All You Need To Know About Litecoin – The Ultimate Guide

With a market cap of nearly $3.6 billion, Litecoin is the sixth biggest crypto coin in the world. In this guide, let’s take a closer look at the coin. We will look into how it came about, what makes it unique, and how the future looks for this project.


The Origins of Litecoin


Charlie Lee, an ex-Google employee, created Litecoin back in October 2011 as a “lighter version” of Bitcoin. According to his vision, while Bitcoin is a “gold” and a store-of-value for long-term purposes, Litecoin can be seen as “silver” for everyday usage and daily transactions. Litecoin is an example of “altcoin.” Altcoins are a fork of the underlying Bitcoin protocol. Think of them as coins that use Satoshi Nakamoto’s protocols to bring something unique to the market. Along with Litecoin , Zcash and Dash are also famous examples of an altcoin.


Features of Litecoin

Litecoin Features in a cloud text

Litecoin has the following features:


    Decentralization: Since Litecoin is based on the blockchain technology, there is no centralized entity controlling the supply and demand of the LTC coins.


    Faster: Litecoin is four times faster than Bitcoin when it comes to block generation. Bitcoin produces a block every 10 mins while Litecoin produces a block every 2.5 mins. Litecoin’s maximum supply is 84 million, which is four times more than Bitcoin (21 million).


    Lighter: Litecoin blocks are a lot lighter than Bitcoin’s. As of writing, the average block size of Litecoin is 14.38 kB, while that of Bitcoin is 745.20 KB (with a block size limit of a little over 1 MB).

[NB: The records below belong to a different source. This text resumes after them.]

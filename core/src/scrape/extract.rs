use std::sync::OnceLock;

use regex::Regex;

use crate::error::ScrapeError;

const ORPHAN_COUNT_PATTERN: &str = r"Autoremoving (\d+) unneeded";

fn orphan_count_re() -> &'static Regex {
    static RE: OnceLock<Regex> = OnceLock::new();
    RE.get_or_init(|| Regex::new(ORPHAN_COUNT_PATTERN).unwrap())
}

/// Pulls the removed-orphan count out of `brew autoremove` stdout, e.g.
/// `"==> Autoremoving 3 unneeded formulae:"` yields 3.
///
/// A non-matching line is a recoverable [`ScrapeError::PatternNotFound`];
/// callers default the count to zero rather than failing the step.
pub fn extract_orphan_count(line: &str) -> Result<u64, ScrapeError> {
    let caps = orphan_count_re()
        .captures(line)
        .ok_or(ScrapeError::PatternNotFound {
            pattern: ORPHAN_COUNT_PATTERN,
        })?;
    // The group is \d+ so the parse can only overflow, which no real brew
    // output gets anywhere near.
    caps[1]
        .parse::<u64>()
        .map_err(|_| ScrapeError::PatternNotFound {
            pattern: ORPHAN_COUNT_PATTERN,
        })
}

#[cfg(test)]
mod tests {
    use super::*;

    #[test]
    fn extracts_count_from_autoremove_line() {
        assert_eq!(
            extract_orphan_count("Autoremoving 3 unneeded formulae").unwrap(),
            3
        );
        assert_eq!(
            extract_orphan_count("==> Autoremoving 12 unneeded formulae:").unwrap(),
            12
        );
    }

    #[test]
    fn missing_pattern_is_a_distinguishable_error() {
        let err = extract_orphan_count("Uninstalling /opt/homebrew/Cellar/foo/1.0").unwrap_err();
        assert!(matches!(err, ScrapeError::PatternNotFound { .. }));
    }
}
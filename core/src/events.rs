//! Notifications flowing from operations to their single consumer.
//!
//! There is no shared mutable progress state: operations push immutable
//! [`OpEvent`] values through a channel and the owning consumer (the CLI)
//! renders them. Terminal results travel separately, as the return value of
//! the operation future.

use tokio::sync::mpsc;

#[derive(Debug, Clone)]
pub enum OpEvent {
    StepStarted { step: String },
    /// Monotonic liveness tick: one per qualifying output line. A heuristic
    /// "still running" signal, not a percentage of work done.
    Progress { ticks: u64 },
    /// A fatal-classified stderr line, streamed as it is seen. The same
    /// lines are also accumulated in the final report.
    Error { message: String },
    StepFinished { step: String, ok: bool },
}

pub type OpEventTx = mpsc::UnboundedSender<OpEvent>;
pub type OpEventRx = mpsc::UnboundedReceiver<OpEvent>;

pub fn channel() -> (OpEventTx, OpEventRx) {
    mpsc::unbounded_channel()
}

/// Event emitter handed to operations. Wraps an optional channel so headless
/// callers can run without a consumer, and owns the monotonic tick counter.
pub struct OpReporter {
    tx: Option<OpEventTx>,
    ticks: u64,
}

impl OpReporter {
    pub fn new(tx: OpEventTx) -> Self {
        Self { tx: Some(tx), ticks: 0 }
    }

    pub fn disabled() -> Self {
        Self { tx: None, ticks: 0 }
    }

    pub fn ticks(&self) -> u64 {
        self.ticks
    }

    pub fn tick(&mut self) {
        self.ticks += 1;
        self.send(OpEvent::Progress { ticks: self.ticks });
    }

    pub fn step_started(&self, step: &str) {
        tracing::info!(step, "step started");
        self.send(OpEvent::StepStarted { step: step.to_string() });
    }

    pub fn step_finished(&self, step: &str, ok: bool) {
        tracing::info!(step, ok, "step finished");
        self.send(OpEvent::StepFinished {
            step: step.to_string(),
            ok,
        });
    }

    pub fn error(&self, message: &str) {
        self.send(OpEvent::Error {
            message: message.to_string(),
        });
    }

    fn send(&self, ev: OpEvent) {
        if let Some(tx) = &self.tx {
            let _ = tx.send(ev);
        }
    }
}

#[cfg(test)]
mod tests {
    use super::*;

    #[test]
    fn ticks_are_monotonic() {
        let (tx, mut rx) = channel();
        let mut reporter = OpReporter::new(tx);

        for _ in 0..5 {
            reporter.tick();
        }
        drop(reporter);

        let mut last = 0;
        while let Ok(ev) = rx.try_recv() {
            if let OpEvent::Progress { ticks } = ev {
                assert!(ticks > last);
                last = ticks;
            }
        }
        assert_eq!(last, 5);
    }

    #[test]
    fn disabled_reporter_still_counts() {
        let mut reporter = OpReporter::disabled();
        reporter.tick();
        reporter.tick();
        assert_eq!(reporter.ticks(), 2);
    }
}
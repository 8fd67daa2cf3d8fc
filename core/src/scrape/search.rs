/// Turns `brew search` stdout lines into package names: one name per
/// non-empty line, `==>` section headers dropped.
pub fn parse_search_results(lines: &[String]) -> Vec<String> {
    lines
        .iter()
        .map(|l| l.trim())
        .filter(|l| !l.is_empty() && !l.starts_with("==>"))
        .map(|l| l.to_string())
        .collect()
}

#[cfg(test)]
mod tests {
    use super::*;

    #[test]
    fn drops_headers_and_blanks() {
        let lines: Vec<String> = [
            "==> Formulae",
            "wget",
            "wget2",
            "",
            "==> Casks",
            "wgestures",
        ]
        .iter()
        .map(|s| s.to_string())
        .collect();

        assert_eq!(
            parse_search_results(&lines),
            vec!["wget", "wget2", "wgestures"]
        );
    }
}
use async_trait::async_trait;

use crate::error::RunnerError;

use super::types::{CommandOutcome, OutputLine};

/// The lazy line sequence every operation is written against. The real
/// implementation is [`super::CommandHandle`]; tests substitute scripted
/// streams.
#[async_trait]
pub trait CommandStream: Send {
    /// Next line from either stream, suspending until one is available.
    /// `None` means the child has closed both pipes; callers then call
    /// [`wait`](Self::wait) for the exit code. There is deliberately no
    /// exit-code event inside the sequence itself.
    async fn next_line(&mut self) -> Option<OutputLine>;

    async fn wait(&mut self) -> Result<CommandOutcome, RunnerError>;
}
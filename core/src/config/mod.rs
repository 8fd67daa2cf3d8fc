mod load;
mod types;

pub use load::{get_malt_data_dir, load_default};
pub use types::{AppConfig, BrewConfig, LoggingConfig, RunnerConfig};
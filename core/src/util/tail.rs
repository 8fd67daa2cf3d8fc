use std::collections::VecDeque;
use std::sync::{Arc, Mutex};

/// Keeps the last `cap` lines pushed into it. Everything malt reports is
/// line-oriented, so the capture is line-granular rather than byte-granular.
#[derive(Clone)]
pub struct TailBuffer {
    inner: Arc<Mutex<VecDeque<String>>>,
    cap: usize,
}

impl TailBuffer {
    pub fn new(cap: usize) -> Arc<Self> {
        Arc::new(Self {
            inner: Arc::new(Mutex::new(VecDeque::with_capacity(cap.min(64)))),
            cap,
        })
    }

    pub fn push(&self, line: &str) {
        let mut g = self.inner.lock().unwrap();
        if g.len() == self.cap {
            g.pop_front();
        }
        g.push_back(line.to_string());
    }

    pub fn to_lines(&self) -> Vec<String> {
        let g = self.inner.lock().unwrap();
        g.iter().cloned().collect()
    }
}
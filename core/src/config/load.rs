use std::path::{Path, PathBuf};

use super::types::AppConfig;

/// Get the default malt data directory: ~/.malt
pub fn get_malt_data_dir() -> anyhow::Result<PathBuf> {
    let home = std::env::var("HOME")
        .or_else(|_| std::env::var("USERPROFILE"))
        .map_err(|_| anyhow::anyhow!("Cannot determine home directory"))?;
    Ok(PathBuf::from(home).join(".malt"))
}

pub fn load_default() -> anyhow::Result<AppConfig> {
    // Priority 1: ~/.malt/config.toml (highest)
    let malt_dir = get_malt_data_dir()?;
    let malt_config = malt_dir.join("config.toml");

    // Priority 2: ./config.toml (current directory)
    let local_config = Path::new("config.toml");

    let mut cfg: AppConfig = if malt_config.exists() {
        let s = std::fs::read_to_string(&malt_config)?;
        toml::from_str::<AppConfig>(&s)?
    } else if local_config.exists() {
        let s = std::fs::read_to_string(local_config)?;
        toml::from_str::<AppConfig>(&s)?
    } else {
        AppConfig::default()
    };

    // Update logging directory to use malt data directory if not set
    if cfg.logging.file
        && cfg
            .logging
            .directory
            .as_deref()
            .map(|s| s.trim().is_empty())
            .unwrap_or(true)
    {
        let logs_dir = malt_dir.join("logs");
        std::fs::create_dir_all(&logs_dir)?;
        cfg.logging.directory = Some(logs_dir.to_string_lossy().to_string());
    }

    // Environment variable overrides (Priority 0: highest)
    if let Ok(v) = std::env::var("MALT_BREW_PATH") {
        if !v.trim().is_empty() {
            cfg.brew.path = v;
        }
    }

    Ok(cfg)
}

#[cfg(test)]
mod tests {
    use super::*;

    #[test]
    fn defaults_point_at_homebrew_prefix() {
        let cfg = AppConfig::default();
        assert_eq!(cfg.brew.path, "/opt/homebrew/bin/brew");
        assert!(cfg.runner.line_channel_capacity > 0);
    }

    #[test]
    fn parses_partial_toml_with_defaults() {
        let cfg: AppConfig = toml::from_str(
            r#"
            [brew]
            path = "/usr/local/bin/brew"
            "#,
        )
        .unwrap();
        assert_eq!(cfg.brew.path, "/usr/local/bin/brew");
        assert_eq!(cfg.runner.capture_lines, 256);
        assert!(cfg.logging.enabled);
    }
}
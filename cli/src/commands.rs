use clap::{Parser, Subcommand};

#[derive(Debug, Parser)]
#[command(name = "malt", version, about = "Headless maintenance front-end for Homebrew")]
pub struct Args {
    /// Suppress the progress spinner (errors are still printed).
    #[arg(long, global = true)]
    pub quiet: bool,

    #[command(subcommand)]
    pub command: Commands,
}

#[derive(Debug, Subcommand)]
pub enum Commands {
    /// Upgrade every outdated formula and cask.
    Upgrade,
    /// Uninstall orphaned dependency packages.
    Autoremove,
    /// Purge the download cache.
    Cleanup,
    /// Run Homebrew's diagnostic self-test.
    Doctor,
    /// Search formulae and casks concurrently.
    Search {
        /// Term to look for.
        term: String,
    },
    /// List upgradeable packages.
    Outdated {
        /// Emit the decoded listing as JSON.
        #[arg(long)]
        json: bool,
    },
    /// Run the configurable maintenance sequence.
    Maintenance {
        /// Do not uninstall orphaned packages.
        #[arg(long)]
        skip_orphans: bool,
        /// Do not purge the download cache.
        #[arg(long)]
        skip_cache: bool,
        /// Also run the diagnostic self-test.
        #[arg(long)]
        health_check: bool,
    },
}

    Scrypt: Litecoin uses the Scrypt algorithm for mining purposes. This allows Litecoin miners to mine Litecoin without needing to use ASIC-based mining hardware.


    Halving: Like Bitcoin, Litecoin miners also get a block reward for every block they successfully mine. The block reward gets halved every 840,000 blocks to keep the circulating supply in control. The current block reward for miners is 12.5 LTC.


    Hotbed of Innovation: As mentioned, Litecoin uses the Scrypt algorithm, as opposed to SHA-256, which is often used by proof-of-work (POW) coins like Bitcoin. So before we go any further, let’s understand how POW works.


    Generate high transaction volume: The lighter blocks and scalability techniques translate to faster transactions and higher transaction volume. This makes Litecoin ideal for merchants and customers who benefit from faster confirmation times and lower fees.


Litecoin Mining

Cartoon with 4 wagons each containing different cryptocurrencies that are being mined. 3 people with axes and helmets. 2 of them are women

As mentioned, Litecoin uses the Scrypt algorithm, as opposed to SHA-256 which is often used by proof-of-work (POW) coins like Bitcoin. So before we go any further, let’s understand how POW works.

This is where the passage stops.